TASK ITEM
Go through the lines below, tally those that include the word "https", and give only the tally.

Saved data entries
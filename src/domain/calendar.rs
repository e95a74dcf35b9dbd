// ==========================================
// 数据泵 - 日期与时区工具
// ==========================================
// 职责: 工作簿日期格式（M/D/YYYY）解析/格式化、物业时区换算
// 存储约定: 日期以物业本地零点换算成 UTC 后按 RFC3339 保存
// ==========================================

use chrono::{DateTime, Datelike, LocalResult, Months, NaiveDate, NaiveTime, TimeZone, Utc};
use chrono_tz::Tz;

/// 工作簿日期格式（导出使用，补零）
pub const SHEET_DATE_FORMAT: &str = "%m/%d/%Y";

/// 解析工作簿日期
///
/// 接受 `M/D/YYYY` 与 `MM/DD/YYYY`；年份必须四位。
pub fn parse_sheet_date(value: &str) -> Option<NaiveDate> {
    let value = value.trim();
    let (_, year) = value.rsplit_once('/')?;
    if year.len() != 4 || !year.chars().all(|c| c.is_ascii_digit()) {
        return None;
    }
    NaiveDate::parse_from_str(value, SHEET_DATE_FORMAT)
        .or_else(|_| NaiveDate::parse_from_str(value, "%-m/%-d/%Y"))
        .ok()
}

pub fn format_sheet_date(date: NaiveDate) -> String {
    date.format(SHEET_DATE_FORMAT).to_string()
}

/// 解析 IANA 时区名称（如 `America/Los_Angeles`）
pub fn parse_timezone(name: &str) -> Option<Tz> {
    name.trim().parse::<Tz>().ok()
}

/// 时区内某日零点对应的 UTC 时刻
///
/// 夏令时跳变导致零点不存在时，取当日最早的有效时刻。
pub fn local_midnight_utc(date: NaiveDate, tz: Tz) -> DateTime<Utc> {
    let midnight = date.and_time(NaiveTime::MIN);
    match tz.from_local_datetime(&midnight) {
        LocalResult::Single(dt) => dt.with_timezone(&Utc),
        LocalResult::Ambiguous(earliest, _) => earliest.with_timezone(&Utc),
        LocalResult::None => {
            let shifted = midnight + chrono::Duration::hours(1);
            tz.from_local_datetime(&shifted)
                .earliest()
                .map(|dt| dt.with_timezone(&Utc))
                .unwrap_or_else(|| Utc.from_utc_datetime(&midnight))
        }
    }
}

/// UTC 时刻在时区内的日历日
pub fn local_date(instant: DateTime<Utc>, tz: Tz) -> NaiveDate {
    instant.with_timezone(&tz).date_naive()
}

/// 把保存的 RFC3339 时间戳还原为时区内的日历日
pub fn stored_timestamp_to_local_date(value: &str, tz: Tz) -> Option<NaiveDate> {
    DateTime::parse_from_rfc3339(value)
        .ok()
        .map(|dt| local_date(dt.with_timezone(&Utc), tz))
}

/// 在时区内从 (month, year) 回退一个月
///
/// # 返回
/// - Some((month, year)): 上一个月
/// - None: 月份非法
pub fn previous_month(month: u32, year: i32, tz: Tz) -> Option<(u32, i32)> {
    let first = NaiveDate::from_ymd_opt(year, month, 1)?;
    let local = local_midnight_utc(first, tz).with_timezone(&tz);
    let prev = local.checked_sub_months(Months::new(1))?;
    Some((prev.month(), prev.year()))
}
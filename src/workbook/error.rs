// ==========================================
// 数据泵 - 工作簿读写错误类型
// ==========================================
// 工具: thiserror 派生宏
// ==========================================

use thiserror::Error;

/// 工作簿读写错误
#[derive(Error, Debug)]
pub enum WorkbookError {
    #[error("文件不存在: {0}")]
    FileNotFound(String),

    #[error("文件格式不支持: {0}（仅支持 .xlsx/.xls/.xlsm/.ods/.csv）")]
    UnsupportedFormat(String),

    #[error("文件读取失败: {0}")]
    FileReadError(String),

    #[error("Excel 解析失败: {0}")]
    ExcelParseError(String),

    #[error("CSV 解析失败: {0}")]
    CsvParseError(String),

    #[error("Excel 写入失败: {0}")]
    ExcelWriteError(String),
}

// 实现 From<std::io::Error>
impl From<std::io::Error> for WorkbookError {
    fn from(err: std::io::Error) -> Self {
        WorkbookError::FileReadError(err.to_string())
    }
}

// 实现 From<csv::Error>
impl From<csv::Error> for WorkbookError {
    fn from(err: csv::Error) -> Self {
        WorkbookError::CsvParseError(err.to_string())
    }
}

// 实现 From<calamine::Error>
impl From<calamine::Error> for WorkbookError {
    fn from(err: calamine::Error) -> Self {
        WorkbookError::ExcelParseError(err.to_string())
    }
}

// 实现 From<rust_xlsxwriter::XlsxError>
impl From<rust_xlsxwriter::XlsxError> for WorkbookError {
    fn from(err: rust_xlsxwriter::XlsxError) -> Self {
        WorkbookError::ExcelWriteError(err.to_string())
    }
}

/// Result 类型别名
pub type WorkbookResult<T> = Result<T, WorkbookError>;
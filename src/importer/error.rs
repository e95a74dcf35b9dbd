// ==========================================
// 数据泵 - 导入模块错误类型
// ==========================================
// 工具: thiserror 派生宏
// 说明: 只表达整表失败；行级问题以 FieldError 数据返回
// ==========================================

use crate::repository::error::RepositoryError;
use thiserror::Error;

/// 导入模块错误类型
#[derive(Error, Debug)]
pub enum ImportError {
    // ===== 工作表结构错误 =====
    #[error("Following column headers not found: {}", .0.join(", "))]
    MissingColumns(Vec<String>),

    #[error("工作表需成对导入 (sheet={sheet}, missing={missing})")]
    UnpairedSheet { sheet: String, missing: String },

    // ===== 数据访问错误 =====
    #[error("名称查找表加载失败 (table={table}): {source}")]
    LookupFailed {
        table: String,
        #[source]
        source: RepositoryError,
    },

    #[error("存储错误: {0}")]
    Repository(#[from] RepositoryError),
}

impl ImportError {
    /// 缺失列（表头未找到时单元格错误使用）
    pub fn missing_columns(&self) -> &[String] {
        match self {
            ImportError::MissingColumns(columns) => columns,
            _ => &[],
        }
    }
}

/// Result 类型别名
pub type ImportResult<T> = Result<T, ImportError>;
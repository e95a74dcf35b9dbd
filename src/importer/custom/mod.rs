// ==========================================
// 数据泵 - 自定义校验实现
// ==========================================

pub mod close_schedule;
pub mod fee;
pub mod lease_template;
pub mod property_setting;
pub mod team_member;

pub use close_schedule::CloseScheduleContinuity;
pub use fee::FeeTypeRules;
pub use lease_template::DistinctTemplateIds;
pub use property_setting::PropertySettingRules;
pub use team_member::UniqueTeamMember;
// ==========================================
// 数据泵 - 导出实体整形
// ==========================================
// 职责: 存储记录（DB 字段）→ 按表头的值
// - 引用 id 还原为名称（id 列表以 ", " 连接）
// - 嵌套设置 / 嵌入对象展开回各自表头
// - DB 字段改名还原为表头
// ==========================================

use crate::domain::entity::Entity;
use crate::importer::prerequisite_resolver::lookup_key;
use crate::repository::LookupCache;
use crate::schema::{ColumnSpec, EntityShape, PrerequisiteSpec, SheetSchema};
use serde_json::Value;
use tracing::warn;

fn display_name(cache: &LookupCache, spec: &PrerequisiteSpec, id: &str) -> Option<String> {
    let name = cache.find_name(&lookup_key(spec), id).map(|s| s.to_string());
    if name.is_none() {
        warn!(table = spec.target_table, id = %id, "引用 id 无对应名称");
    }
    name
}

fn reference_value(cache: &LookupCache, spec: &PrerequisiteSpec, stored: Option<&Value>) -> Value {
    match stored {
        Some(Value::String(id)) => display_name(cache, spec, id)
            .map(Value::String)
            .unwrap_or(Value::Null),
        Some(Value::Array(ids)) => {
            let names: Vec<String> = ids
                .iter()
                .filter_map(|v| v.as_str())
                .filter_map(|id| display_name(cache, spec, id))
                .collect();
            if names.is_empty() {
                Value::Null
            } else {
                Value::String(names.join(", "))
            }
        }
        _ => Value::Null,
    }
}

fn folded_value(schema: &SheetSchema, column: &ColumnSpec, field: &str, record: &Entity) -> Value {
    let object = match record.get(field) {
        Some(Value::Object(map)) => map,
        _ => return Value::Null,
    };
    let found = match &schema.shape {
        EntityShape::NestedSettings { .. } => column
            .split_section()
            .and_then(|(section, key)| object.get(section)?.get(key)),
        EntityShape::Embedded { members, .. } => members
            .iter()
            .find(|(header, _)| *header == column.header)
            .and_then(|(_, member)| object.get(*member)),
        EntityShape::Flat => None,
    };
    found.cloned().unwrap_or(Value::Null)
}

/// 存储记录 → 按表头索引的值
pub fn shape_record(schema: &SheetSchema, record: &Entity, cache: &LookupCache) -> Entity {
    let mut shaped = Entity::new();
    for column in &schema.columns {
        let value = if let Some(spec) = &column.prerequisite {
            reference_value(cache, spec, record.get(spec.injected_id_field))
        } else if let Some(field) = schema.folded_into(column) {
            folded_value(schema, column, field, record)
        } else {
            record.get(column.stored_name()).cloned().unwrap_or(Value::Null)
        };
        shaped.insert(column.header.to_string(), value);
    }
    shaped
}

#[cfg(test)]
mod tests {
    use super::*;
    use crate::schema::sheets::{property, settings};
    use serde_json::json;

    fn entity(value: Value) -> Entity {
        value.as_object().cloned().unwrap()
    }

    #[test]
    fn test_renamed_fields_use_headers() {
        let schema = property::party_cohorts();
        let record = entity(json!({"id": "x", "name": "Students"}));
        let shaped = shape_record(&schema, &record, &LookupCache::default());
        assert_eq!(shaped["name"], json!("Students"));
        assert!(!shaped.contains_key("id"));
    }

    #[test]
    fn test_nested_settings_unfold() {
        let schema = settings::global_settings();
        let record = entity(json!({
            "settings": {"communications": {"contactUsLink": "https://example.com"}}
        }));
        let shaped = shape_record(&schema, &record, &LookupCache::default());
        assert_eq!(shaped["communications\ncontactUsLink"], json!("https://example.com"));
        assert_eq!(shaped["communications\nfooterNotice"], Value::Null);
    }

    #[test]
    fn test_unknown_reference_id_exports_empty() {
        let schema = property::property_close_schedule();
        let record = entity(json!({"propertyId": "gone", "month": 1, "year": 2030}));
        let shaped = shape_record(&schema, &record, &LookupCache::default());
        assert_eq!(shaped["propertyName"], Value::Null);
        assert_eq!(shaped["month"], json!(1));
    }
}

EXPECTED ANSWER
2